Es ist schon angesprochen worden: Eine Partei, die sechs Jahre keinen Rechenschaftsbericht abgibt,

(Dr. Volker Ullrich (CDU/CSU): Ist keine Partei!)

verliert die Parteieigenschaft. Das ist richtig, das finden wir gut. Es ist auch richtig, dass bei den Einnahmen aus Unternehmenstätigkeit eine Saldierung von Einnahmen und Ausgaben stattfindet, damit kein Missbrauch betrieben wird. Auch das finden wir gut. Wir finden auch gut und richtig - auch das ist schon angesprochen worden -, dass die Strafzahlung bei rechtswidrig erlangten und nicht veröffentlichten Spenden nicht mehr vom Bundestagspräsidium verteilt wird, sondern in den Staatshaushalt zurückfließt.

(Beifall bei Abgeordneten der LINKEN - Max Straubinger (CDU/CSU): Wenn das alles so gut ist, warum machen Sie nicht mit? - Paul Lehrieder (CDU/CSU): Bis jetzt stimmt alles!)

‑ Immer mit der Ruhe. - Jetzt gibt es den Vorschlag, die Zuwendung pro von den Bürgerinnen und Bürgern abgegebener Stimme um einige Cent zu erhöhen. Es ist richtig, dass die letzte Erhöhung 2002 stattgefunden hat. Ich verstehe sogar das Argument, dass es Tarifsteigerungen bei den Beschäftigten und auch sonstige Kostensteigerungen gibt. Wäre ich Bundesschatzmeisterin, würde wahrscheinlich auch ich so argumentieren. Für uns wäre aber eine solche Erhöhung nur dann akzeptabel, wenn es auch Regelungen zu Sponsoring und Spenden juristischer Personen in diesem Gesetzentwurf gegeben hätte.

(Beifall bei der LINKEN und dem BÜNDNIS 90/DIE GRÜNEN)

Einen kleinen Punkt will ich noch erwähnen.
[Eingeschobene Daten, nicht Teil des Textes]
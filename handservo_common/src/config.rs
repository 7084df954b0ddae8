//! Configuration loading traits and types.
//!
//! All handservo settings live in a single TOML file:
//!
//! ```toml
//! [shared]
//! log_level = "info"
//! service_name = "handservo"
//!
//! [sweep]
//! step = 0.05
//! step_delay_ms = 50
//!
//! [decision]
//! trigger_fingers = 3
//!
//! [servo]
//! driver = "simulation"
//! ```
//!
//! Every section except `[shared]` may be omitted; missing fields take the
//! reference defaults from [`crate::consts`].

use crate::consts::{
    DEFAULT_CENTER_SETTLE_MS, DEFAULT_DRIVER, DEFAULT_PULSE_MAX_US, DEFAULT_PULSE_MIN_US,
    DEFAULT_PULSE_NEUTRAL_US, DEFAULT_PWM_PERIOD_MS, DEFAULT_SHUTDOWN_SETTLE_MS,
    DEFAULT_STEP_DELAY_MS, DEFAULT_SWEEP_STEP, DEFAULT_TRIGGER_FINGERS, MAX_DELAY_MS,
    MAX_FINGERS, POSITION_MAX, POSITION_MIN, SERVICE_NAME,
};
use serde::{Deserialize, Serialize};
use std::path::Path;
use std::time::Duration;
use thiserror::Error;

/// Error type for configuration loading operations.
#[derive(Debug, Clone, Error)]
pub enum ConfigError {
    /// Configuration file not found at specified path.
    #[error("Configuration file not found")]
    FileNotFound,

    /// TOML parsing failed.
    #[error("Failed to parse configuration: {0}")]
    ParseError(String),

    /// Semantic validation failed.
    #[error("Configuration validation failed: {0}")]
    ValidationError(String),
}

/// Log level for application logging.
///
/// Uses lowercase serde values for TOML compatibility.
#[derive(Debug, Clone, Copy, PartialEq, Eq, Serialize, Deserialize, Default)]
#[serde(rename_all = "lowercase")]
pub enum LogLevel {
    /// Most verbose, detailed tracing information.
    Trace,
    /// Debug information useful during development.
    Debug,
    /// General information about application operation.
    #[default]
    Info,
    /// Warning messages for potentially problematic situations.
    Warn,
    /// Error messages for serious problems.
    Error,
}

impl LogLevel {
    /// Equivalent `tracing` level.
    pub fn as_tracing(self) -> tracing::Level {
        match self {
            LogLevel::Trace => tracing::Level::TRACE,
            LogLevel::Debug => tracing::Level::DEBUG,
            LogLevel::Info => tracing::Level::INFO,
            LogLevel::Warn => tracing::Level::WARN,
            LogLevel::Error => tracing::Level::ERROR,
        }
    }
}

/// Common configuration fields.
#[derive(Debug, Clone, Serialize, Deserialize)]
pub struct SharedConfig {
    /// Logging verbosity level.
    #[serde(default)]
    pub log_level: LogLevel,

    /// Application instance identifier.
    #[serde(default = "default_service_name")]
    pub service_name: String,
}

fn default_service_name() -> String {
    SERVICE_NAME.to_string()
}

impl Default for SharedConfig {
    fn default() -> Self {
        Self {
            log_level: LogLevel::default(),
            service_name: default_service_name(),
        }
    }
}

impl SharedConfig {
    /// Validate the configuration.
    ///
    /// # Errors
    ///
    /// Returns `ConfigError::ValidationError` if `service_name` is empty.
    pub fn validate(&self) -> Result<(), ConfigError> {
        if self.service_name.is_empty() {
            return Err(ConfigError::ValidationError(
                "service_name cannot be empty".to_string(),
            ));
        }
        Ok(())
    }
}

// ─── Sweep ──────────────────────────────────────────────────────────

/// Oscillation parameters for the sweep controller.
#[derive(Debug, Clone, PartialEq, Serialize, Deserialize)]
#[serde(deny_unknown_fields)]
pub struct SweepConfig {
    /// Lower extreme of a sweep (normalized).
    #[serde(default = "default_min_position")]
    pub min_position: f64,

    /// Upper extreme of a sweep (normalized).
    #[serde(default = "default_max_position")]
    pub max_position: f64,

    /// Position increment per step. Must divide the range evenly.
    #[serde(default = "default_step")]
    pub step: f64,

    /// Delay between steps [ms]. Also the worst-case stop latency.
    #[serde(default = "default_step_delay_ms")]
    pub step_delay_ms: u64,

    /// Pause after centering in `stop()` [ms].
    #[serde(default = "default_center_settle_ms")]
    pub center_settle_ms: u64,

    /// Pause after centering on shutdown, before release [ms].
    #[serde(default = "default_shutdown_settle_ms")]
    pub shutdown_settle_ms: u64,
}

fn default_min_position() -> f64 {
    POSITION_MIN
}
fn default_max_position() -> f64 {
    POSITION_MAX
}
fn default_step() -> f64 {
    DEFAULT_SWEEP_STEP
}
fn default_step_delay_ms() -> u64 {
    DEFAULT_STEP_DELAY_MS
}
fn default_center_settle_ms() -> u64 {
    DEFAULT_CENTER_SETTLE_MS
}
fn default_shutdown_settle_ms() -> u64 {
    DEFAULT_SHUTDOWN_SETTLE_MS
}

impl Default for SweepConfig {
    fn default() -> Self {
        Self {
            min_position: default_min_position(),
            max_position: default_max_position(),
            step: default_step(),
            step_delay_ms: default_step_delay_ms(),
            center_settle_ms: default_center_settle_ms(),
            shutdown_settle_ms: default_shutdown_settle_ms(),
        }
    }
}

impl SweepConfig {
    /// Tolerance when checking that `step` divides the range.
    const STEP_TOLERANCE: f64 = 1e-6;

    /// Delay between steps.
    pub fn step_delay(&self) -> Duration {
        Duration::from_millis(self.step_delay_ms)
    }

    /// Settle time after a `stop()`.
    pub fn center_settle(&self) -> Duration {
        Duration::from_millis(self.center_settle_ms)
    }

    /// Settle time after shutdown centering.
    pub fn shutdown_settle(&self) -> Duration {
        Duration::from_millis(self.shutdown_settle_ms)
    }

    /// Number of steps in one leg (min → max).
    pub fn steps_per_leg(&self) -> u32 {
        ((self.max_position - self.min_position) / self.step).round() as u32
    }

    /// Validate parameter bounds.
    pub fn validate(&self) -> Result<(), ConfigError> {
        let invalid = |msg: String| Err(ConfigError::ValidationError(msg));

        if !self.min_position.is_finite() || !self.max_position.is_finite() {
            return invalid("sweep positions must be finite".to_string());
        }
        if self.min_position < POSITION_MIN || self.max_position > POSITION_MAX {
            return invalid(format!(
                "sweep range [{}, {}] exceeds [{}, {}]",
                self.min_position, self.max_position, POSITION_MIN, POSITION_MAX
            ));
        }
        if self.min_position >= self.max_position {
            return invalid(format!(
                "min_position {} must be below max_position {}",
                self.min_position, self.max_position
            ));
        }
        if !(self.step.is_finite() && self.step > 0.0) {
            return invalid(format!("step {} must be positive", self.step));
        }
        let span = self.max_position - self.min_position;
        let legs = span / self.step;
        if legs < 1.0 - Self::STEP_TOLERANCE || (legs - legs.round()).abs() > Self::STEP_TOLERANCE {
            return invalid(format!(
                "step {} does not divide range {} evenly",
                self.step, span
            ));
        }
        if self.step_delay_ms == 0 || self.step_delay_ms > MAX_DELAY_MS {
            return invalid(format!(
                "step_delay_ms {} out of range [1, {}]",
                self.step_delay_ms, MAX_DELAY_MS
            ));
        }
        if self.center_settle_ms > MAX_DELAY_MS || self.shutdown_settle_ms > MAX_DELAY_MS {
            return invalid(format!("settle times must not exceed {MAX_DELAY_MS} ms"));
        }
        Ok(())
    }
}

// ─── Decision ───────────────────────────────────────────────────────

/// Decision loop parameters.
#[derive(Debug, Clone, PartialEq, Eq, Serialize, Deserialize)]
#[serde(deny_unknown_fields)]
pub struct DecisionConfig {
    /// Finger count on the first hand that activates the sweep.
    #[serde(default = "default_trigger_fingers")]
    pub trigger_fingers: u8,
}

fn default_trigger_fingers() -> u8 {
    DEFAULT_TRIGGER_FINGERS
}

impl Default for DecisionConfig {
    fn default() -> Self {
        Self {
            trigger_fingers: default_trigger_fingers(),
        }
    }
}

impl DecisionConfig {
    /// Validate parameter bounds.
    pub fn validate(&self) -> Result<(), ConfigError> {
        if self.trigger_fingers > MAX_FINGERS {
            return Err(ConfigError::ValidationError(format!(
                "trigger_fingers {} out of range [0, {}]",
                self.trigger_fingers, MAX_FINGERS
            )));
        }
        Ok(())
    }
}

// ─── Servo ──────────────────────────────────────────────────────────

/// Servo output parameters.
///
/// Pulse widths only matter to drivers that generate PWM; the simulation
/// driver ignores them.
#[derive(Debug, Clone, PartialEq, Eq, Serialize, Deserialize)]
#[serde(deny_unknown_fields)]
pub struct ServoConfig {
    /// Driver name as registered in the driver registry.
    #[serde(default = "default_driver")]
    pub driver: String,

    /// Hardware PWM channel (0 = BCM GPIO 12/18, 1 = BCM GPIO 13/19).
    #[serde(default)]
    pub pwm_channel: u8,

    /// PWM period [ms].
    #[serde(default = "default_period_ms")]
    pub period_ms: u64,

    /// Pulse width at `-1.0` [µs].
    #[serde(default = "default_pulse_min_us")]
    pub pulse_min_us: u64,

    /// Pulse width at `0.0` [µs].
    #[serde(default = "default_pulse_neutral_us")]
    pub pulse_neutral_us: u64,

    /// Pulse width at `1.0` [µs].
    #[serde(default = "default_pulse_max_us")]
    pub pulse_max_us: u64,
}

fn default_driver() -> String {
    DEFAULT_DRIVER.to_string()
}
fn default_period_ms() -> u64 {
    DEFAULT_PWM_PERIOD_MS
}
fn default_pulse_min_us() -> u64 {
    DEFAULT_PULSE_MIN_US
}
fn default_pulse_neutral_us() -> u64 {
    DEFAULT_PULSE_NEUTRAL_US
}
fn default_pulse_max_us() -> u64 {
    DEFAULT_PULSE_MAX_US
}

impl Default for ServoConfig {
    fn default() -> Self {
        Self {
            driver: default_driver(),
            pwm_channel: 0,
            period_ms: default_period_ms(),
            pulse_min_us: default_pulse_min_us(),
            pulse_neutral_us: default_pulse_neutral_us(),
            pulse_max_us: default_pulse_max_us(),
        }
    }
}

impl ServoConfig {
    /// PWM period.
    pub fn period(&self) -> Duration {
        Duration::from_millis(self.period_ms)
    }

    /// Validate parameter bounds.
    pub fn validate(&self) -> Result<(), ConfigError> {
        let invalid = |msg: String| Err(ConfigError::ValidationError(msg));

        if self.driver.is_empty() {
            return invalid("servo driver cannot be empty".to_string());
        }
        if self.pwm_channel > 1 {
            return invalid(format!("pwm_channel {} out of range [0, 1]", self.pwm_channel));
        }
        if self.period_ms == 0 {
            return invalid("period_ms must be positive".to_string());
        }
        if !(self.pulse_min_us < self.pulse_neutral_us && self.pulse_neutral_us < self.pulse_max_us)
        {
            return invalid(format!(
                "pulse widths must satisfy min < neutral < max (got {} / {} / {})",
                self.pulse_min_us, self.pulse_neutral_us, self.pulse_max_us
            ));
        }
        if self
            .period_ms
            .checked_mul(1000)
            .is_none_or(|period_us| self.pulse_max_us >= period_us)
        {
            return invalid(format!(
                "pulse_max_us {} must be shorter than the {} ms period",
                self.pulse_max_us, self.period_ms
            ));
        }
        Ok(())
    }
}

// ─── Top-Level ──────────────────────────────────────────────────────

/// Complete application configuration.
#[derive(Debug, Clone, Default, Serialize, Deserialize)]
#[serde(deny_unknown_fields)]
pub struct AppConfig {
    /// Logging and identity.
    #[serde(default)]
    pub shared: SharedConfig,
    /// Sweep timing.
    #[serde(default)]
    pub sweep: SweepConfig,
    /// Trigger rule.
    #[serde(default)]
    pub decision: DecisionConfig,
    /// Actuator output.
    #[serde(default)]
    pub servo: ServoConfig,
}

impl AppConfig {
    /// Validate every section.
    pub fn validate(&self) -> Result<(), ConfigError> {
        self.shared.validate()?;
        self.sweep.validate()?;
        self.decision.validate()?;
        self.servo.validate()?;
        Ok(())
    }
}

/// Load and validate an [`AppConfig`] from a TOML file.
pub fn load_config(path: &Path) -> Result<AppConfig, ConfigError> {
    load_config_with(path, &ConfigOverrides::default())
}

/// Load an [`AppConfig`], apply `overrides`, then validate the result.
///
/// A bad value in the file is accepted if an override replaces it.
pub fn load_config_with(path: &Path, overrides: &ConfigOverrides) -> Result<AppConfig, ConfigError> {
    let mut config = AppConfig::load(path)?;
    overrides.apply(&mut config);
    config.validate()?;
    Ok(config)
}

/// Command-line values that take precedence over the file.
#[derive(Debug, Clone, Default, PartialEq, Eq)]
pub struct ConfigOverrides {
    /// Replaces `[servo].driver`.
    pub driver: Option<String>,
    /// Replaces `[decision].trigger_fingers`.
    pub trigger_fingers: Option<u8>,
}

impl ConfigOverrides {
    /// Write every set override into `config`. Does not validate.
    pub fn apply(&self, config: &mut AppConfig) {
        if let Some(driver) = &self.driver {
            config.servo.driver = driver.clone();
        }
        if let Some(trigger) = self.trigger_fingers {
            config.decision.trigger_fingers = trigger;
        }
    }
}

/// Trait for loading configuration from TOML files.
///
/// # Contract
///
/// - Returns `ConfigError::FileNotFound` if the file does not exist
/// - Returns `ConfigError::ParseError` if TOML syntax is invalid
pub trait ConfigLoader: Sized + serde::de::DeserializeOwned {
    /// Load configuration from a TOML file.
    fn load(path: &Path) -> Result<Self, ConfigError> {
        let content = std::fs::read_to_string(path).map_err(|e| {
            if e.kind() == std::io::ErrorKind::NotFound {
                ConfigError::FileNotFound
            } else {
                ConfigError::ParseError(e.to_string())
            }
        })?;

        toml::from_str(&content).map_err(|e| ConfigError::ParseError(e.to_string()))
    }
}

// Blanket implementation for all types that implement DeserializeOwned.
impl<T: serde::de::DeserializeOwned> ConfigLoader for T {}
Wäre ich Landesschatzmeisterin, würde ich allerdings noch darum kämpfen, dass auch der Betrag von 0,50 Euro, die den Landesverbänden pro abgegebener Stimme bei einer Landtagswahl gesetzlich zustehen, etwas erhöht wird. Aber ich bin nicht Landesschatzmeisterin; insofern ist das nicht mein Problem.

Ich will als Letztes noch Folgendes sagen: Wir haben bereits im Jahr 2014 einen Antrag zum Verbot von Spenden juristischer Personen eingebracht. Nach dem Parteiengesetz sind Parteien Vereinigungen von Bürgerinnen und Bürgern. Wir haben schon jetzt die Situation, dass Transferleistungsempfangende und Menschen mit geringem Einkommen a) unterdurchschnittlich oft zur Wahl gehen und b) unterdurchschnittlich in Parteien repräsentiert sind. Wir glauben, dass das Signal von Unternehmensspenden an dieser Stelle wäre: Die, die viel Geld haben, nehmen noch mehr Einfluss auf Parteien. Eine Spende - das muss man ehrlich sagen - wird nie nur aus gutwilligen Motiven geleistet, sondern es wird eine Gegenleistung erwartet.

(Zuruf von der CDU/CSU: Spenden sind ohne Gegenleistung!)

Ein letztes demokratietheoretisches Argument: Diejenigen, die den Gewinn erwirtschaften, entscheiden gar nicht darüber, wohin der Gewinn verteilt wird.

Ich komme zum Schluss. Wegen des verfassungsrechtlichen Status der Parteien und wegen der im Parteiengesetz getroffenen Definition von Parteien glauben wir, dass die staatliche Teilfinanzierung plus die eigenen Einnahmen, und zwar ohne Zuwendungen von juristischen Personen, ausreichen müssen, um Parteien zu finanzieren.

(Beifall bei der LINKEN und dem BÜNDNIS 90/DIE GRÜNEN - Dr. Volker Ullrich (CDU/CSU): Sind Sie jetzt dafür oder nicht?)